Collected data entries:

:::

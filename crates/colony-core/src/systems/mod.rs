//! Systems - per-tick logic over the colony state

mod production;
mod requirements;
mod scheduler;

pub use production::*;
pub use requirements::*;
pub use scheduler::*;
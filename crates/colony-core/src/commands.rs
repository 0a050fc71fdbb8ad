//! Player commands - validated in full before any state changes
//!
//! Every handler checks its preconditions in a fixed order and returns the
//! first failure as a [`CommandError`]. Only after all checks pass does it
//! touch the ledger, the job queue or the fleet, so a rejected command leaves
//! the engine exactly as it was.

use std::sync::Arc;

use colony_logic::leveling::ship_build_time;
use colony_logic::ore::OreType;
use serde::{Deserialize, Serialize};
use thiserror::Error;

use crate::components::{ShipId, ShipInstance, ShipLocation, ShipStatus};
use crate::engine::ColonyEngine;
use crate::sector::SectorCoord;
use crate::systems::{requirements_met, Job, JobKind, JobTarget};

/// A request to change the colony.
#[derive(Debug, Clone, PartialEq, Serialize, Deserialize)]
pub enum Command {
    /// Construct a building at level 1 or raise it one level.
    BuildOrUpgrade { building: String },
    BuildShip { ship_type: String },
    /// Research the next level of a technology.
    Research { research: String },
    MoveShip { ship: ShipId, destination: SectorCoord },
    DockShip { ship: ShipId },
    /// Positive `amount` loads from the colony, negative unloads into it.
    ManageCargo { ship: ShipId, ore: OreType, amount: f64 },
    /// Drop an in-flight job. Nothing is refunded.
    Cancel { target: JobTarget },
}

/// What an accepted command did.
#[derive(Debug, Clone, PartialEq, Serialize, Deserialize)]
pub enum Applied {
    ConstructionStarted {
        building: String,
        target_level: u32,
        duration_ms: u64,
    },
    ResearchStarted {
        research: String,
        target_level: u32,
        duration_ms: u64,
    },
    ShipQueued {
        ship: ShipId,
        duration_ms: u64,
    },
    ShipOrdered {
        ship: ShipId,
        status: ShipStatus,
    },
    CargoTransferred {
        ship: ShipId,
        ore: OreType,
        /// Signed like the command: positive was loaded.
        amount: f64,
    },
    JobCancelled {
        target: JobTarget,
    },
}

/// Why a command was rejected.
#[derive(Debug, Clone, PartialEq, Eq, Error)]
pub enum CommandError {
    #[error("unknown id `{0}`")]
    UnknownId(String),
    #[error("`{0}` is already at its max level")]
    MaxLevelReached(String),
    #[error("`{0}` already has a job in progress")]
    AlreadyInProgress(String),
    #[error("requirements for `{0}` are not met")]
    RequirementsNotMet(String),
    #[error("insufficient resources")]
    InsufficientResources,
    #[error("missing prerequisite building `{0}`")]
    MissingPrerequisiteBuilding(String),
    #[error("no research facility built")]
    MissingLab,
    #[error("{0} is unavailable")]
    ShipUnavailable(ShipId),
    #[error("{0} cargo capacity exceeded")]
    CargoCapacityExceeded(ShipId),
    #[error("no job in progress for {0}")]
    NoSuchJob(JobTarget),
}

impl ColonyEngine {
    /// Validate and apply one command.
    pub fn issue_command(&mut self, command: Command) -> Result<Applied, CommandError> {
        let result = match command {
            Command::BuildOrUpgrade { building } => self.build_or_upgrade(&building),
            Command::BuildShip { ship_type } => self.build_ship(&ship_type),
            Command::Research { research } => self.start_research(&research),
            Command::MoveShip { ship, destination } => self.move_ship(ship, destination),
            Command::DockShip { ship } => self.dock_ship(ship),
            Command::ManageCargo { ship, ore, amount } => self.manage_cargo(ship, ore, amount),
            Command::Cancel { target } => self.cancel_job(&target),
        };
        match &result {
            Ok(applied) => {
                self.refresh_derived();
                log::debug!("applied {:?}", applied);
            }
            Err(err) => log::debug!("rejected: {}", err),
        }
        result
    }

    fn build_or_upgrade(&mut self, id: &str) -> Result<Applied, CommandError> {
        let catalog = Arc::clone(&self.catalog);
        let def = catalog
            .building(id)
            .ok_or_else(|| CommandError::UnknownId(id.to_string()))?;

        let target_level = self.buildings.level(id) + 1;
        if target_level > def.max_level {
            return Err(CommandError::MaxLevelReached(id.to_string()));
        }
        if self.jobs.contains(&JobTarget::Building(id.to_string())) {
            return Err(CommandError::AlreadyInProgress(id.to_string()));
        }
        if !requirements_met(&def.requires, &self.buildings, &self.research) {
            return Err(CommandError::RequirementsNotMet(id.to_string()));
        }
        let cost = def.cost_at(target_level);
        if !self.ledger.can_afford(&cost) {
            return Err(CommandError::InsufficientResources);
        }

        let duration_ms = def.construction_time(target_level);
        self.ledger.stored.deduct(&cost);
        self.jobs.add_job(Job::new(
            JobKind::Building {
                id: id.to_string(),
                target_level,
            },
            self.sim_time_ms,
            duration_ms,
        ));
        Ok(Applied::ConstructionStarted {
            building: id.to_string(),
            target_level,
            duration_ms,
        })
    }

    fn start_research(&mut self, id: &str) -> Result<Applied, CommandError> {
        let catalog = Arc::clone(&self.catalog);
        let def = catalog
            .research(id)
            .ok_or_else(|| CommandError::UnknownId(id.to_string()))?;

        let has_lab = catalog
            .research_labs()
            .any(|lab| self.buildings.is_built(&lab.id));
        if !has_lab {
            return Err(CommandError::MissingLab);
        }
        let target_level = self.research.level(id) + 1;
        if target_level > def.max_level {
            return Err(CommandError::MaxLevelReached(id.to_string()));
        }
        if self.jobs.contains(&JobTarget::Research(id.to_string())) {
            return Err(CommandError::AlreadyInProgress(id.to_string()));
        }
        if !requirements_met(&def.requires, &self.buildings, &self.research) {
            return Err(CommandError::RequirementsNotMet(id.to_string()));
        }
        let cost = def.cost_at(target_level);
        if !self.ledger.can_afford(&cost) {
            return Err(CommandError::InsufficientResources);
        }

        let duration_ms = def.research_time(target_level);
        self.ledger.stored.deduct(&cost);
        self.jobs.add_job(Job::new(
            JobKind::Research {
                id: id.to_string(),
                target_level,
            },
            self.sim_time_ms,
            duration_ms,
        ));
        Ok(Applied::ResearchStarted {
            research: id.to_string(),
            target_level,
            duration_ms,
        })
    }

    fn build_ship(&mut self, type_id: &str) -> Result<Applied, CommandError> {
        let catalog = Arc::clone(&self.catalog);
        let def = catalog
            .ship_type(type_id)
            .ok_or_else(|| CommandError::UnknownId(type_id.to_string()))?;

        let shipyard = catalog
            .shipyard()
            .ok_or_else(|| CommandError::MissingPrerequisiteBuilding("shipyard".to_string()))?;
        let facility_level = self.buildings.level(&shipyard.id);
        if facility_level == 0 {
            return Err(CommandError::MissingPrerequisiteBuilding(shipyard.id.clone()));
        }
        if !requirements_met(&def.requires, &self.buildings, &self.research) {
            return Err(CommandError::RequirementsNotMet(type_id.to_string()));
        }
        if !self.ledger.can_afford(&def.cost) {
            return Err(CommandError::InsufficientResources);
        }

        let duration_ms = ship_build_time(def.base_build_ms, facility_level);
        self.ledger.stored.deduct(&def.cost);
        let ship = self.fleet.allocate_id();
        self.fleet.spawn(ShipInstance::new(
            ship,
            &def.id,
            format!("{} #{}", def.name, ship.0),
            def.cargo_capacity,
        ));
        self.jobs
            .add_job(Job::new(JobKind::Ship { ship }, self.sim_time_ms, duration_ms));
        Ok(Applied::ShipQueued { ship, duration_ms })
    }

    /// A ship that exists and has finished construction.
    fn ready_ship(&self, ship: ShipId) -> Result<ShipInstance, CommandError> {
        let instance = self
            .fleet
            .get(ship)
            .ok_or_else(|| CommandError::UnknownId(ship.to_string()))?;
        if instance.is_constructing() {
            return Err(CommandError::ShipUnavailable(ship));
        }
        Ok(instance)
    }

    fn move_ship(&mut self, ship: ShipId, destination: SectorCoord) -> Result<Applied, CommandError> {
        self.ready_ship(ship)?;
        self.fleet.update(ship, |s| {
            s.status = ShipStatus::Moving;
            s.destination = Some(destination);
        });
        Ok(Applied::ShipOrdered {
            ship,
            status: ShipStatus::Moving,
        })
    }

    fn dock_ship(&mut self, ship: ShipId) -> Result<Applied, CommandError> {
        self.ready_ship(ship)?;
        self.fleet.update(ship, |s| {
            s.status = ShipStatus::Docked;
            s.location = ShipLocation::Docked;
            s.destination = None;
        });
        Ok(Applied::ShipOrdered {
            ship,
            status: ShipStatus::Docked,
        })
    }

    fn manage_cargo(&mut self, ship: ShipId, ore: OreType, amount: f64) -> Result<Applied, CommandError> {
        let instance = self.ready_ship(ship)?;
        if !instance.is_docked() {
            return Err(CommandError::ShipUnavailable(ship));
        }
        if !amount.is_finite() {
            return Err(CommandError::InsufficientResources);
        }

        if amount >= 0.0 {
            if self.ledger.stored[ore] < amount {
                return Err(CommandError::InsufficientResources);
            }
            if amount > instance.cargo_free() {
                return Err(CommandError::CargoCapacityExceeded(ship));
            }
            self.ledger.stored[ore] -= amount;
            self.fleet.update(ship, |s| s.cargo[ore] += amount);
        } else {
            let unload = -amount;
            if instance.cargo_of(ore) < unload {
                return Err(CommandError::InsufficientResources);
            }
            self.fleet
                .update(ship, |s| s.cargo[ore] = (s.cargo[ore] - unload).max(0.0));
            // Overflow past capacity is discarded.
            self.grant(ore, unload);
        }
        Ok(Applied::CargoTransferred { ship, ore, amount })
    }

    fn cancel_job(&mut self, target: &JobTarget) -> Result<Applied, CommandError> {
        let job = self
            .jobs
            .cancel(target)
            .ok_or_else(|| CommandError::NoSuchJob(target.clone()))?;
        if let JobKind::Ship { ship } = job.kind {
            self.fleet.despawn(ship);
        }
        Ok(Applied::JobCancelled {
            target: target.clone(),
        })
    }
}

:::

WHAT IS EXPECTED:
Lines from the one containing "self.fleet.despawn(ship);" to the end of the data are to be printed exactly, including the first and last.

RESULT BELOW:
            self.fleet.despawn(ship);
        }
        Ok(Applied::JobCancelled {
            target: target.clone(),
        })
    }
}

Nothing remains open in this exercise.